» Task goal
Nothing but the line with "pub use validation::parse_local_timezone;" and the lines after it should appear, each retyped exactly as in the listing.

● ● ● ● ●

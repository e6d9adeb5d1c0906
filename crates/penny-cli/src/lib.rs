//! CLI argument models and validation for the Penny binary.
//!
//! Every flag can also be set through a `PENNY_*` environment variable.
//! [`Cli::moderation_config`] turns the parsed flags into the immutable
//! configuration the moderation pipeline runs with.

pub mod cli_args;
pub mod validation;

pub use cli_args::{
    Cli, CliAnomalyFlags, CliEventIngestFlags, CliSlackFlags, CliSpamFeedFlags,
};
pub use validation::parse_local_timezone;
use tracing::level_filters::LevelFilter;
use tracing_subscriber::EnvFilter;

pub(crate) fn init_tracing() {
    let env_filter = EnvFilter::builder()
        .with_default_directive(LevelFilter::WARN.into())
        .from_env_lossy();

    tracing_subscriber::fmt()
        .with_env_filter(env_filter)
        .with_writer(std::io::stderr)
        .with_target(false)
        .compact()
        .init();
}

● ● ● ● ●

» Your solution
pub use validation::parse_local_timezone;
use tracing::level_filters::LevelFilter;
use tracing_subscriber::EnvFilter;

pub(crate) fn init_tracing() {
    let env_filter = EnvFilter::builder()
        .with_default_directive(LevelFilter::WARN.into())
        .from_env_lossy();

    tracing_subscriber::fmt()
        .with_env_filter(env_filter)
        .with_writer(std::io::stderr)
        .with_target(false)
        .compact()
        .init();
}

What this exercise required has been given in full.